What you should do >> Lines in which "found" appears should be pulled from the data below.

Excerpted data >>

//! Error types for XMI metamodel parsing.

use thiserror::Error;

/// Errors that can occur while parsing an XMI metamodel document.
///
/// Every variant is fatal: the parse aborts and no partial model is
/// returned. Forward references that never resolve are NOT errors; the
/// resolution pass leaves them unchanged and treats them as external or
/// primitive names.
#[derive(Debug, Error)]
pub enum ParseError {
    /// Malformed markup reported by the underlying XML tokenizer.
    #[error("malformed document: {0}")]
    MalformedDocument(String),

    /// The root element's namespace declarations matched neither the CMOF
    /// nor the UML dialect, so prefix-relative tags cannot be dispatched.
    #[error("namespace prefix not found")]
    MissingNamespacePrefix,

    /// A tag was classified as parseable but no handler was registered
    /// for it. Indicates a dispatcher invariant violation, not a bad
    /// document.
    #[error("no parser for tag <{0}>")]
    UnknownTagHandler(String),

    /// A handler that structurally requires an enclosing element was
    /// invoked without one.
    #[error("<{tag}> requires a parent element")]
    MissingParent { tag: String },

    /// A mandatory attribute was absent.
    #[error("missing attribute `{name}` on <{tag}>")]
    MissingAttribute { tag: String, name: &'static str },

    /// A metadata tag referenced an element id that was never registered.
    #[error("referenced element <{0}> not found")]
    UnresolvedTagReference(String),
}

impl ParseError {
    /// Create a malformed-document error.
    pub fn malformed(message: impl Into<String>) -> Self {
        Self::MalformedDocument(message.into())
    }

    /// Create a missing-parent error.
    pub fn missing_parent(tag: impl Into<String>) -> Self {
        Self::MissingParent { tag: tag.into() }
    }

    /// Create a missing-attribute error.
    pub fn missing_attribute(tag: impl Into<String>, name: &'static str) -> Self {
        Self::MissingAttribute {
            tag: tag.into(),
            name,
        }
    }
}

Response to the task >>
    #[error("namespace prefix not found")]
    #[error("referenced element <{0}> not found")]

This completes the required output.